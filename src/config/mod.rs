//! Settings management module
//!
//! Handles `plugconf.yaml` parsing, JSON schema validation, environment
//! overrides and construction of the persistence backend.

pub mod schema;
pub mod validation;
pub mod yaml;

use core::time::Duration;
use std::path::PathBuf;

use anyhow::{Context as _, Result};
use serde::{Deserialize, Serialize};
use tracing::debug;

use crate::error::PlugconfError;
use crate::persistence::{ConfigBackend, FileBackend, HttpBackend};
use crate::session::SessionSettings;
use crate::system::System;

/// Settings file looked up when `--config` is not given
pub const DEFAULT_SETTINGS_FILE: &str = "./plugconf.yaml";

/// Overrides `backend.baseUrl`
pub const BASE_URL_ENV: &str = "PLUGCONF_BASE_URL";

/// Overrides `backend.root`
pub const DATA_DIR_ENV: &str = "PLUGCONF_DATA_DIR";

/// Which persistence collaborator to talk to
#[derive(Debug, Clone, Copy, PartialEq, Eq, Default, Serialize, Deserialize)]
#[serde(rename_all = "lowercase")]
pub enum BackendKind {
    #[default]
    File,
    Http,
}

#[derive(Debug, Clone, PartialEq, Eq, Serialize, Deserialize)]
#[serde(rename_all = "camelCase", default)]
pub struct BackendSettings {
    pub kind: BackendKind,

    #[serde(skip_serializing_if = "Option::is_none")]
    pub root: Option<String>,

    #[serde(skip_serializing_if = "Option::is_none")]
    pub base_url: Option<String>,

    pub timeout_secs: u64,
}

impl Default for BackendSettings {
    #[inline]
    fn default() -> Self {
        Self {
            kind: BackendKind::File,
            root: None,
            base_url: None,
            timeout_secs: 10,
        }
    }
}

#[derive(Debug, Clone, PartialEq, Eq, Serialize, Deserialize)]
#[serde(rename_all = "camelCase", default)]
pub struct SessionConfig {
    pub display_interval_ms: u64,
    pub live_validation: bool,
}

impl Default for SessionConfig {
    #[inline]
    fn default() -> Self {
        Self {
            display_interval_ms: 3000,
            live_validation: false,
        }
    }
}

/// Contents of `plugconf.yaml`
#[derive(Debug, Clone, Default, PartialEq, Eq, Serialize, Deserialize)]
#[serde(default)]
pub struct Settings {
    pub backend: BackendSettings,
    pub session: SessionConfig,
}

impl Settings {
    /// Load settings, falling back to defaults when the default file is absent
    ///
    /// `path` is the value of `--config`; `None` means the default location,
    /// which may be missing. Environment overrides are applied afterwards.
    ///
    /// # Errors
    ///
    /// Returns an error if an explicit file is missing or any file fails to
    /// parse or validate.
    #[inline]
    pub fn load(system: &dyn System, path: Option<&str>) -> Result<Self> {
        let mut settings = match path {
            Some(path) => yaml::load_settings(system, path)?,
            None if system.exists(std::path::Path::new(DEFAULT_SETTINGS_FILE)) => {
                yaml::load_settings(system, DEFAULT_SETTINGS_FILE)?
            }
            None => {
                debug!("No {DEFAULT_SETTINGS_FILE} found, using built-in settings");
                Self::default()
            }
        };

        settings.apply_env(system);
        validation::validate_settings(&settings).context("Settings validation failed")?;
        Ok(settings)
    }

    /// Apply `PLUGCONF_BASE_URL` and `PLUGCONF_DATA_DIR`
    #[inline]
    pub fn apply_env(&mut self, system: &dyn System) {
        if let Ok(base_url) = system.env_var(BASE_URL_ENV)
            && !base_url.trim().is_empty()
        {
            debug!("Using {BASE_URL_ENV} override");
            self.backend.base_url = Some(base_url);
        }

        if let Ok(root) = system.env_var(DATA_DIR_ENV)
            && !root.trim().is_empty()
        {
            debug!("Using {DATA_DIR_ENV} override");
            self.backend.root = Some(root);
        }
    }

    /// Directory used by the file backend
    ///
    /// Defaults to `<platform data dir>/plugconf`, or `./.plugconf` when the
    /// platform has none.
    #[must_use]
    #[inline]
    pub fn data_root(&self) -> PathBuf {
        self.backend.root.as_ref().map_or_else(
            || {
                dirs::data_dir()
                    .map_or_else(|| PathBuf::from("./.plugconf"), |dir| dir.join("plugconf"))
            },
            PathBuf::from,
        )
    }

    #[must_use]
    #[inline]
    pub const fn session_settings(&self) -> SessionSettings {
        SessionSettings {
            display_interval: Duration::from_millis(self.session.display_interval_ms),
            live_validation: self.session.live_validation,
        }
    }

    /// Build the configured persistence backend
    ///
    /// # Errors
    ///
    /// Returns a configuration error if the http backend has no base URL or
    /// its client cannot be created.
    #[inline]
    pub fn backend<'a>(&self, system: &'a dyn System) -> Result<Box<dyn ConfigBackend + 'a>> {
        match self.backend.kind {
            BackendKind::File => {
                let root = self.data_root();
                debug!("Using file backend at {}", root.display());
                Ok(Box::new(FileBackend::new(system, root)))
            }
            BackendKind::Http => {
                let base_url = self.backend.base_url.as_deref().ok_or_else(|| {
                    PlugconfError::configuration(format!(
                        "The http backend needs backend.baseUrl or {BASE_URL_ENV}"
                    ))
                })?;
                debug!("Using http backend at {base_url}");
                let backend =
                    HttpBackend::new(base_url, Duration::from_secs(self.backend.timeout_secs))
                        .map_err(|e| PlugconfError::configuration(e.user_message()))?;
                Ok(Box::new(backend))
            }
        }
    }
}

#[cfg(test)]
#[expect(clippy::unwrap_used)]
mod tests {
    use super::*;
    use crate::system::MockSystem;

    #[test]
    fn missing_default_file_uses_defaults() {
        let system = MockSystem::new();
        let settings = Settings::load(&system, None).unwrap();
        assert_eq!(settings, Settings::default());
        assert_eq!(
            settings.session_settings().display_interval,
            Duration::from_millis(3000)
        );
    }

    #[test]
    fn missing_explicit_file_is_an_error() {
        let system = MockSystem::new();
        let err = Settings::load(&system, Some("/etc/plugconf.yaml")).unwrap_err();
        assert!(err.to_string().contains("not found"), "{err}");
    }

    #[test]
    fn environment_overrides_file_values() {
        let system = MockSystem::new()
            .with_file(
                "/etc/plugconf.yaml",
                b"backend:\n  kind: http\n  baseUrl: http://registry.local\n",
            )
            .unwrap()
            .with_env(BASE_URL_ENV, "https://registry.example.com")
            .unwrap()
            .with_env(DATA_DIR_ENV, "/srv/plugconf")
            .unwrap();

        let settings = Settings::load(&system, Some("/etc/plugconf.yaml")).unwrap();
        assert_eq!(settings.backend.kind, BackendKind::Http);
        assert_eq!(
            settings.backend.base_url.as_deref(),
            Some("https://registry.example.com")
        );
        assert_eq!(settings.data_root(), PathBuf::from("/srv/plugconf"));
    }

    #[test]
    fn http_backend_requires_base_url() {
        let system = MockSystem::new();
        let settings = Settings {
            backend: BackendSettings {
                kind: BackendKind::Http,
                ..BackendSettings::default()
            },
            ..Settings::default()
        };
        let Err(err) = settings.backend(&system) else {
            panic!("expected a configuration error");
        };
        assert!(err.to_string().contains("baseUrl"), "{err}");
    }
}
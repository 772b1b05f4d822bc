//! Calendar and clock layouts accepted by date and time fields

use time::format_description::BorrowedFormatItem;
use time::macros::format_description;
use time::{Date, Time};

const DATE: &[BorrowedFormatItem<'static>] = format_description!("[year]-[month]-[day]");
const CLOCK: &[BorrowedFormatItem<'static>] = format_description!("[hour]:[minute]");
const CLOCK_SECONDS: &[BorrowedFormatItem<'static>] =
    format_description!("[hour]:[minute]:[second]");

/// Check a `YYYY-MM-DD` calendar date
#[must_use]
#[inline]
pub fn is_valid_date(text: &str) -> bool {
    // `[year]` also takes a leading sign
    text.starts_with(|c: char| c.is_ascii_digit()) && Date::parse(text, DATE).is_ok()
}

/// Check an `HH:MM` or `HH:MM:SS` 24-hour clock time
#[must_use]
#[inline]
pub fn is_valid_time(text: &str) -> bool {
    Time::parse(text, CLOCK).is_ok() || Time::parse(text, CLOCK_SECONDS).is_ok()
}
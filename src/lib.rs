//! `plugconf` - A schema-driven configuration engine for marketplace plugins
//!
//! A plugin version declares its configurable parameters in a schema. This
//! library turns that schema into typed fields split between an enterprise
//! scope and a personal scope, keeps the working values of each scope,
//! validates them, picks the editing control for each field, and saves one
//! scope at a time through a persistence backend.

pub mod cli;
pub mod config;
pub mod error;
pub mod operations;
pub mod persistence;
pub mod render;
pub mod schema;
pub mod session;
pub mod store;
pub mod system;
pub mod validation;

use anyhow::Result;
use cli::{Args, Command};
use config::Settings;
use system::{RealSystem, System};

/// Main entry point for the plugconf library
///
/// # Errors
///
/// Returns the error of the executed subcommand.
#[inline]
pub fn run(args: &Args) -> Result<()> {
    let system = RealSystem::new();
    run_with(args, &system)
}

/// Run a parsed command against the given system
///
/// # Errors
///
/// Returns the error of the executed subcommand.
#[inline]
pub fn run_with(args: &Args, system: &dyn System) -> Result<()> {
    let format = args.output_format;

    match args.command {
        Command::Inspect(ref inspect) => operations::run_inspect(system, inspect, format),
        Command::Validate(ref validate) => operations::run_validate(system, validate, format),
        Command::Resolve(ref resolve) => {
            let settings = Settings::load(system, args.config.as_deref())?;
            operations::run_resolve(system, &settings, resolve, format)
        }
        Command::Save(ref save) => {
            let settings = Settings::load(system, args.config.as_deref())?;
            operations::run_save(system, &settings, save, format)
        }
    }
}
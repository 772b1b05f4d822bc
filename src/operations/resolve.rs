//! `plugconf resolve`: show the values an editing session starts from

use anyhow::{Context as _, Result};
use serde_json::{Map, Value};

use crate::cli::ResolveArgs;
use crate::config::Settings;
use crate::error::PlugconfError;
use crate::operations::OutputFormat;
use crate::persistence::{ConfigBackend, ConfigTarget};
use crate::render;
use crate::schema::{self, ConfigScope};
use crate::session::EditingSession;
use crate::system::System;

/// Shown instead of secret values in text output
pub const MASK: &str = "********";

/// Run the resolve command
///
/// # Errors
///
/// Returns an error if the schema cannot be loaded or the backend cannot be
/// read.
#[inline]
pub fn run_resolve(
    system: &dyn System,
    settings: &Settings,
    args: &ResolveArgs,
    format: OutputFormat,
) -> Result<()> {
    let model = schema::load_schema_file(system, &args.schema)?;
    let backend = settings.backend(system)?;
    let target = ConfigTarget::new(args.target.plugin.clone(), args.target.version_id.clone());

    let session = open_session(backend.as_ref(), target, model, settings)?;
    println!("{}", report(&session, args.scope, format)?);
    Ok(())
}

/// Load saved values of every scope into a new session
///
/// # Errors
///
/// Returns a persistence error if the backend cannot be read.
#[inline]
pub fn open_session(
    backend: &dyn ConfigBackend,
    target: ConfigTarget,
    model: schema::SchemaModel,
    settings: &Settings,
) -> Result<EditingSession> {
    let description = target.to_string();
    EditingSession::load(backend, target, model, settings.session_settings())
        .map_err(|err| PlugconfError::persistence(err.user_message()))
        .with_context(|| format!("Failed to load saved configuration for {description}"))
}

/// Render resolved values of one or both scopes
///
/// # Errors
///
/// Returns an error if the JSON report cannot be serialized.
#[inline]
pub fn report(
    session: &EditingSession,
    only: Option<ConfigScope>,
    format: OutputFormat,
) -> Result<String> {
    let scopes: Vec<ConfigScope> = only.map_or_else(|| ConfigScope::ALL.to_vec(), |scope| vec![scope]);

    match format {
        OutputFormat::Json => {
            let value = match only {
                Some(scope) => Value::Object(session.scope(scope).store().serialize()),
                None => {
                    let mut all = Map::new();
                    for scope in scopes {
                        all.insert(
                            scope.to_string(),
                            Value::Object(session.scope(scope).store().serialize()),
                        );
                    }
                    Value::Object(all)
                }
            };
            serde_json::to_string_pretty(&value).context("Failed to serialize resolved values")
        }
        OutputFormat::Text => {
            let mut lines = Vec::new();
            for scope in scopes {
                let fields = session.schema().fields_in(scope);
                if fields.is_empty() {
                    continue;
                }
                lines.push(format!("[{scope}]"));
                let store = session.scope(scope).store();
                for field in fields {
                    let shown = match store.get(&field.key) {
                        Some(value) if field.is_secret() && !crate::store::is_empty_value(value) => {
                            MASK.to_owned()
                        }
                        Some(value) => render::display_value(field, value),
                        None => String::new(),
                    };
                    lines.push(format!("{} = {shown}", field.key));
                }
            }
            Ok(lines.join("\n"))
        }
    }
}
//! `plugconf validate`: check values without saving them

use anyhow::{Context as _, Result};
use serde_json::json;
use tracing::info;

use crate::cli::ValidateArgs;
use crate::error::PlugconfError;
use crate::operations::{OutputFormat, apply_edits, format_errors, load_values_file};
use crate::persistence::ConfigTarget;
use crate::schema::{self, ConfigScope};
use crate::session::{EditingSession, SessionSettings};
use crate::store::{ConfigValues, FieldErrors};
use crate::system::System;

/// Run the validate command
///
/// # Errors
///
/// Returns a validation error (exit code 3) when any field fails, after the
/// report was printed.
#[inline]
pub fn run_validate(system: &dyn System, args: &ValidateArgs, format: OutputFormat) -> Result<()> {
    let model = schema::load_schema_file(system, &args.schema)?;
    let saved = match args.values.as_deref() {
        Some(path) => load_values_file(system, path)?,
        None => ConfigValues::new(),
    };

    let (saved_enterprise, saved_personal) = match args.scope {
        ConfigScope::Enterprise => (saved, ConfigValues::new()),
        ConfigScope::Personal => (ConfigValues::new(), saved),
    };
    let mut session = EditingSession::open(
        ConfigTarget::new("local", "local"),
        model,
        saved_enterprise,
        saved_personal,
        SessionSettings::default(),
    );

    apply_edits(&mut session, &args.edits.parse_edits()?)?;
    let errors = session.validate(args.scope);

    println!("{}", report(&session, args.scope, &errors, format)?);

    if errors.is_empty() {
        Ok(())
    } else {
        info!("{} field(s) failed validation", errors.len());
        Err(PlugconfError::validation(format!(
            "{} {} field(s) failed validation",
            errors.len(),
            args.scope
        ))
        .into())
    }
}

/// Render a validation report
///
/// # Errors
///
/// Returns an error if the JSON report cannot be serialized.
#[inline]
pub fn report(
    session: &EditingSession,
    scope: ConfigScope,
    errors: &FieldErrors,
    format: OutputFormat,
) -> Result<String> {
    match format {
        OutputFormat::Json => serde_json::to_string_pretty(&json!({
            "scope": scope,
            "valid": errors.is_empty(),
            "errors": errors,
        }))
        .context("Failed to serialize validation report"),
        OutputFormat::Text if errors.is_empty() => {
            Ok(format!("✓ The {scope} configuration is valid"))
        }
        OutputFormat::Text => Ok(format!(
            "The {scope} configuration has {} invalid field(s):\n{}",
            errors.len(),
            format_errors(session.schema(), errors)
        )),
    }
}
+++++
- [Exercise brief]
Report every line above that has the string "Option" in it.

- [Answer for the task]
    #[serde(skip_serializing_if = "Option::is_none")]
    pub root: Option<String>,
    #[serde(skip_serializing_if = "Option::is_none")]
    pub base_url: Option<String>,
    pub fn load(system: &dyn System, path: Option<&str>) -> Result<Self> {
    only: Option<ConfigScope>,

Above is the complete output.